Dataset entries
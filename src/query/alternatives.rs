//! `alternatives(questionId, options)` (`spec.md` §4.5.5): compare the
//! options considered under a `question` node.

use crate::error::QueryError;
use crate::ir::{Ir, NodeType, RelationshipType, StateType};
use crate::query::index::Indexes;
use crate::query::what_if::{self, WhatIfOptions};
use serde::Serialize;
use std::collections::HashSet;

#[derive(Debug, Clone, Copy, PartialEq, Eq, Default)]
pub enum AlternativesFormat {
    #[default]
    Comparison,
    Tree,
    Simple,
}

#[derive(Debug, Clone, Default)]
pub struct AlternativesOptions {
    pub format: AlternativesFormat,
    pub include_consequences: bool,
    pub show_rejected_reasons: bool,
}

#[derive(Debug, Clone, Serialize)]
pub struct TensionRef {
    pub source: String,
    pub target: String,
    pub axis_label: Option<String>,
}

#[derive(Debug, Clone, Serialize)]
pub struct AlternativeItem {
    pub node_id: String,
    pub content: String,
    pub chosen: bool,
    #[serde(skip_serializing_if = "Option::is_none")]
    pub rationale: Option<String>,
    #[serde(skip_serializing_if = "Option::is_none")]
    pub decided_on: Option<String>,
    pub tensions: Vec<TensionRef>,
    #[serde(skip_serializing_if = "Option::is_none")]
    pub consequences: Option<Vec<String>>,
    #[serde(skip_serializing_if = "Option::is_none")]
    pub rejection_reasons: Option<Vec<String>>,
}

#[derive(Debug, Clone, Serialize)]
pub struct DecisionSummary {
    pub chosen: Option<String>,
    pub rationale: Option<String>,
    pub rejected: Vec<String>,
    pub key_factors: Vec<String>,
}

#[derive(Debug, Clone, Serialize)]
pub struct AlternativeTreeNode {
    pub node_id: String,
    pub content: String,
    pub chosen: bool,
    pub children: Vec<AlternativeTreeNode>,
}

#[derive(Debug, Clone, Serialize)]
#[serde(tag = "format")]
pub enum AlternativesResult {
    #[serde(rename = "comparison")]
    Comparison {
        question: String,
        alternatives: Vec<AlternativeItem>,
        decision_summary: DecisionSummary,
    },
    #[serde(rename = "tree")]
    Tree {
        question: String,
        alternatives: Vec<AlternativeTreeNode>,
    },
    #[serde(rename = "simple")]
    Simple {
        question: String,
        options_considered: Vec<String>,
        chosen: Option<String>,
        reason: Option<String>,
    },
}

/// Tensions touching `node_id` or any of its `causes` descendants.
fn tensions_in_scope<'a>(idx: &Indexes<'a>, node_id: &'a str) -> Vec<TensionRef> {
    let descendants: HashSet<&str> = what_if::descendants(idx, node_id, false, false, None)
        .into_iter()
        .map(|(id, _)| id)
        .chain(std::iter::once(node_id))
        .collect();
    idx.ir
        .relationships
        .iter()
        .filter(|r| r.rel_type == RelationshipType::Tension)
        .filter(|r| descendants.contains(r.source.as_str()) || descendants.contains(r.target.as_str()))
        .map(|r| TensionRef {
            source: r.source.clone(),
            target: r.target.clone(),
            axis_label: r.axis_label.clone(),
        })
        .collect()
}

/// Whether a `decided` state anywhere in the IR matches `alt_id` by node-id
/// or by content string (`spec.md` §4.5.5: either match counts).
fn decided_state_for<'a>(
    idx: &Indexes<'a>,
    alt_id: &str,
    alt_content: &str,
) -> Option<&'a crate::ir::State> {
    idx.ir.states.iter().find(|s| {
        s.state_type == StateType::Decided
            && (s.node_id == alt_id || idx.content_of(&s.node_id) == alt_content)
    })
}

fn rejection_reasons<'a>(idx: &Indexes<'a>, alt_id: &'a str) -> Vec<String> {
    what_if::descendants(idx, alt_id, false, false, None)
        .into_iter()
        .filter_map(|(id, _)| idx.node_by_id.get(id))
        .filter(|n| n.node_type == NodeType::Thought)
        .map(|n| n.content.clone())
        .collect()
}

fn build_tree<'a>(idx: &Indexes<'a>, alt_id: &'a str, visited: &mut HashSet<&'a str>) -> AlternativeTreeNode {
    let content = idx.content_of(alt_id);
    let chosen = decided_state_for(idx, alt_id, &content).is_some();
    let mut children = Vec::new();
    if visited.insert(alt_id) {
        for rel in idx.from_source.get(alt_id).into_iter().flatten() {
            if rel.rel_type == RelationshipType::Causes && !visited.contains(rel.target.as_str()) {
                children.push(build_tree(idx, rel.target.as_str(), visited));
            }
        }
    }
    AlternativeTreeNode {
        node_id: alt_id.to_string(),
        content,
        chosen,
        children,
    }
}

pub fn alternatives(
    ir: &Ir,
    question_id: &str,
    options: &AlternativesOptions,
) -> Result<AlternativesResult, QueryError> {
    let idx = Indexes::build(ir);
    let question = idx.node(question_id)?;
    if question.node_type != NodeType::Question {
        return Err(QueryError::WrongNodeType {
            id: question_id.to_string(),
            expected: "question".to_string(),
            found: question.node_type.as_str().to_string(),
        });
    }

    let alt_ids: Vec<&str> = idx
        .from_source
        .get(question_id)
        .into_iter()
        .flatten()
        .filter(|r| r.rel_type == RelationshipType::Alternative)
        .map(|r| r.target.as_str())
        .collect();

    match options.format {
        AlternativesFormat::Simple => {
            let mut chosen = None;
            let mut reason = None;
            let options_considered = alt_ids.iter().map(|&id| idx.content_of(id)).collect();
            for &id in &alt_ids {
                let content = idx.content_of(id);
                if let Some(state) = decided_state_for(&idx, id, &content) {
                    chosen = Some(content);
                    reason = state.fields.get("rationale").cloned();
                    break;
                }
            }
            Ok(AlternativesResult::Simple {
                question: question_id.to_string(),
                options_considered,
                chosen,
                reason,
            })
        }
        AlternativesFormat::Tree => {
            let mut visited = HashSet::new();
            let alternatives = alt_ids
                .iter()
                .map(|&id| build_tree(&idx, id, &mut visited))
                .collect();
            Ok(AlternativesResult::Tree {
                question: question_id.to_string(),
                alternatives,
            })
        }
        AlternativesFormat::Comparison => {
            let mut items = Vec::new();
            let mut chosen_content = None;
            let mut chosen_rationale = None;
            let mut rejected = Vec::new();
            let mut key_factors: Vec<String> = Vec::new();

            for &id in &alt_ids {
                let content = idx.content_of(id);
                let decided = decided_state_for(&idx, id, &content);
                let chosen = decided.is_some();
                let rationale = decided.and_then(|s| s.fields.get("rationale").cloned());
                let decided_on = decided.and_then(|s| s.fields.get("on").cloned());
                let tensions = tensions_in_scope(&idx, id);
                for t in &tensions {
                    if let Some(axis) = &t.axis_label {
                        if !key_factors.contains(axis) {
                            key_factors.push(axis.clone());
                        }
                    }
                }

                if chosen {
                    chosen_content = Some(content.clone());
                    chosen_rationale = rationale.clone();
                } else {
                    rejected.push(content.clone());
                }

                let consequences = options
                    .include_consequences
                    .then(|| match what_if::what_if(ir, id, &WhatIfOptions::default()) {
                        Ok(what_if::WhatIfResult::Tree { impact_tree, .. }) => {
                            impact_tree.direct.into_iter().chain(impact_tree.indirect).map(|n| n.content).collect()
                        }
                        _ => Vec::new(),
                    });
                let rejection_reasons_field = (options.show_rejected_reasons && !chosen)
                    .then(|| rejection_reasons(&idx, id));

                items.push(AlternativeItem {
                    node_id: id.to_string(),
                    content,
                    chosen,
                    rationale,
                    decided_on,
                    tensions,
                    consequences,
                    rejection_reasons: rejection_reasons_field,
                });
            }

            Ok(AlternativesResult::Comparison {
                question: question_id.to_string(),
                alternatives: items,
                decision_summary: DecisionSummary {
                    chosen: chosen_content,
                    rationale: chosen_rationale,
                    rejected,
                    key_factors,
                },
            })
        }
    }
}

---

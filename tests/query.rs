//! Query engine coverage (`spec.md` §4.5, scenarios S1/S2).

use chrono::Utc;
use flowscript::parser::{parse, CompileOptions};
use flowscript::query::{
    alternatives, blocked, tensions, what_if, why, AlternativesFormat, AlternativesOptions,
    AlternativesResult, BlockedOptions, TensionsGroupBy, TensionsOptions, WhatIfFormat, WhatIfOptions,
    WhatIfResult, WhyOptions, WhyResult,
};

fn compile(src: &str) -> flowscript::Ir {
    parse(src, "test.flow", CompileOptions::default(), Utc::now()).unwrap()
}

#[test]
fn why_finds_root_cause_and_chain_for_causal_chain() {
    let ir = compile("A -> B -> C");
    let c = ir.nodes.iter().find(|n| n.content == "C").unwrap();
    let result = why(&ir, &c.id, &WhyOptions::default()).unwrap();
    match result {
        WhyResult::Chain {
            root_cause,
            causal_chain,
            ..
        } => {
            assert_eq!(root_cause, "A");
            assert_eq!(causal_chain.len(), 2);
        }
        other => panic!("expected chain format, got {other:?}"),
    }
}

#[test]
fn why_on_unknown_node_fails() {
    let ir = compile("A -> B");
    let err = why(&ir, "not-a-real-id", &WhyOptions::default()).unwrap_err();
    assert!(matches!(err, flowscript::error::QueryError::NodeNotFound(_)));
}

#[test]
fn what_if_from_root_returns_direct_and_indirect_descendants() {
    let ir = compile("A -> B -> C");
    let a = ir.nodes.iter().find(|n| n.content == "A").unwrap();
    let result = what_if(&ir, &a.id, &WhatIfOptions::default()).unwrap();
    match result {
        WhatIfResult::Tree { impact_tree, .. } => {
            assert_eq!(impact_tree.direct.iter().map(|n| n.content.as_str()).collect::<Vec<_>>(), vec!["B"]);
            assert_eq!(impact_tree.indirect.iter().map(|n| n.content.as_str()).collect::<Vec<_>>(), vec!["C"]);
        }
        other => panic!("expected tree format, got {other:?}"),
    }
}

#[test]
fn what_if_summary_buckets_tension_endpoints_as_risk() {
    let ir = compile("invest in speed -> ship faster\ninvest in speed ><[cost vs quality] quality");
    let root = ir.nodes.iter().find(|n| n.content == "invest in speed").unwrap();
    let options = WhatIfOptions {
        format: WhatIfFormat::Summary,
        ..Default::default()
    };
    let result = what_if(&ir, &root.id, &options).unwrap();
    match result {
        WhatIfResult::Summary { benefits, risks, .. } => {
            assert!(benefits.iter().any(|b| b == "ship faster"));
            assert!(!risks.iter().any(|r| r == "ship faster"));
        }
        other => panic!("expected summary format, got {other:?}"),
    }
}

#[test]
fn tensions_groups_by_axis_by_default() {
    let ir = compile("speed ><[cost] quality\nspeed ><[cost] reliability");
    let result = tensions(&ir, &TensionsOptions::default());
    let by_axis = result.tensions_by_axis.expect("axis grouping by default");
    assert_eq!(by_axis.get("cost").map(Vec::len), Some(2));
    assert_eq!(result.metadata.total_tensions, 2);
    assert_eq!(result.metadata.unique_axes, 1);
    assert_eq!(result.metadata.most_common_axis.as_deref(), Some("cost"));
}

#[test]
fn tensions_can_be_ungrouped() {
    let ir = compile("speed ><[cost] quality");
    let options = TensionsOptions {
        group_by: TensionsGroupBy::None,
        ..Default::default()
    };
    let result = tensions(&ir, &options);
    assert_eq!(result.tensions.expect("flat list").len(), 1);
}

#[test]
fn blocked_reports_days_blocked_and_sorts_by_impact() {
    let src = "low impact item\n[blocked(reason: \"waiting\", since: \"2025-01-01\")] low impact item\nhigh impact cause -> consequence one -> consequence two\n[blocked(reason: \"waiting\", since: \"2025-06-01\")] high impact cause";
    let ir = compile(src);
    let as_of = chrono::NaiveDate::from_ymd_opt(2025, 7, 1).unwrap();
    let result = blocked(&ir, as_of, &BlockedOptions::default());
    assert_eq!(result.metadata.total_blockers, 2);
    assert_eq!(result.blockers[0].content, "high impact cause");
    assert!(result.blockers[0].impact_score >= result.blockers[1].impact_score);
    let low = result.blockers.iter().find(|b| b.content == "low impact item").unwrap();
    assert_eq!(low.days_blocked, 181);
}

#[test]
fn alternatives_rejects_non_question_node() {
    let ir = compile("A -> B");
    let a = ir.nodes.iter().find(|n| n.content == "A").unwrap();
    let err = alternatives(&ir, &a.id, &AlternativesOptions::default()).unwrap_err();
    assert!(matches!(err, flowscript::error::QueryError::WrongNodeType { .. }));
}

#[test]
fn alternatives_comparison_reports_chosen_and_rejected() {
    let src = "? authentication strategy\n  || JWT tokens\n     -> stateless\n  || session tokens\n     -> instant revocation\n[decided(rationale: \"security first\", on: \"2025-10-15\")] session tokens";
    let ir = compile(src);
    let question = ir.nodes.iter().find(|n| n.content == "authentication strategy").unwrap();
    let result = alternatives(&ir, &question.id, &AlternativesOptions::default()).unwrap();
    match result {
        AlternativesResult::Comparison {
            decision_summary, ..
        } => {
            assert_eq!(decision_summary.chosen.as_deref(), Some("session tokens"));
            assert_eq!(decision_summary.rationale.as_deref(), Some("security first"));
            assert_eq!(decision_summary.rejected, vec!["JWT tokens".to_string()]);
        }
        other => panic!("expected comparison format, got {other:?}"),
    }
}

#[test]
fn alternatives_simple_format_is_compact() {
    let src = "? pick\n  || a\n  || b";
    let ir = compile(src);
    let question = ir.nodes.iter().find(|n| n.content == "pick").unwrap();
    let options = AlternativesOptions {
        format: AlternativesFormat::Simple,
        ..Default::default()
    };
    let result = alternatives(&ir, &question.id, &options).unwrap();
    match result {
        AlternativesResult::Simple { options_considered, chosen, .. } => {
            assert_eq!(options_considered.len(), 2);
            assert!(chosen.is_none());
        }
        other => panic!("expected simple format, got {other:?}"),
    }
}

--

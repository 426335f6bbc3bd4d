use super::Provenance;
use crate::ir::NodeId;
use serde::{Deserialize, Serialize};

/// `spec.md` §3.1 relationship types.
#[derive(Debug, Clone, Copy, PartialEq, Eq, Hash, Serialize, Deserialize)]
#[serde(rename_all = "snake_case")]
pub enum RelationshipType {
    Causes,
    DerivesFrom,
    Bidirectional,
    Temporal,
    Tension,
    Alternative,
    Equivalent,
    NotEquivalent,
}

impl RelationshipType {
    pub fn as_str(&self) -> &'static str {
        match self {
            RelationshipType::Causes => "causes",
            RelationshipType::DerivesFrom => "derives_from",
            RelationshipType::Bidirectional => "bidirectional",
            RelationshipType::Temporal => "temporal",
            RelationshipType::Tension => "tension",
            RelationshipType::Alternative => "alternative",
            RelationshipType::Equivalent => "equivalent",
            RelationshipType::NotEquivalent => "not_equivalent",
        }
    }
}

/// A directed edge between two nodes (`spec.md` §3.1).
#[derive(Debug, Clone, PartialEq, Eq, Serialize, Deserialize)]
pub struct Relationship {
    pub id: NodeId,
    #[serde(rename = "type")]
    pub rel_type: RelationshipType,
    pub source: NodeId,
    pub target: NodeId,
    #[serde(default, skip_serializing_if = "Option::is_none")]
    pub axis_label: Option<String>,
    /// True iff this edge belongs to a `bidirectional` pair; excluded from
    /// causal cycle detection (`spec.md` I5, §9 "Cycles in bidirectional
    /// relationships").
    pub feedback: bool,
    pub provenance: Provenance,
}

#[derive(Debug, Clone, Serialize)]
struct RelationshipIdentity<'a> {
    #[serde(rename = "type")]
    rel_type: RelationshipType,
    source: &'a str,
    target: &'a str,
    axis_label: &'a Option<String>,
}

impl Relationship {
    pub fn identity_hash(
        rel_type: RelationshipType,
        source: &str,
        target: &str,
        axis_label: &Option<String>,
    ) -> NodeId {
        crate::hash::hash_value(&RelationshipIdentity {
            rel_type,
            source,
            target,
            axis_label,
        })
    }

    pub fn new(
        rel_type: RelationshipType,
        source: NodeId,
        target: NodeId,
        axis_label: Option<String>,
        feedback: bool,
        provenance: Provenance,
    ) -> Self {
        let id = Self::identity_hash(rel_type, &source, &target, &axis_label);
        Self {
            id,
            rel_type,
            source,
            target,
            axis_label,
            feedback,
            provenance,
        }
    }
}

#### WHAT IS BEING ASKED:
Wherever the string "Indexes" appears in the entries, copy that line.

#### RESPONSE BOX:
use crate::query::index::Indexes;
fn tensions_in_scope<'a>(idx: &Indexes<'a>, node_id: &'a str) -> Vec<TensionRef> {
    idx: &Indexes<'a>,
fn rejection_reasons<'a>(idx: &Indexes<'a>, alt_id: &'a str) -> Vec<String> {
fn build_tree<'a>(idx: &Indexes<'a>, alt_id: &'a str, visited: &mut HashSet<&'a str>) -> AlternativeTreeNode {
    let idx = Indexes::build(ir);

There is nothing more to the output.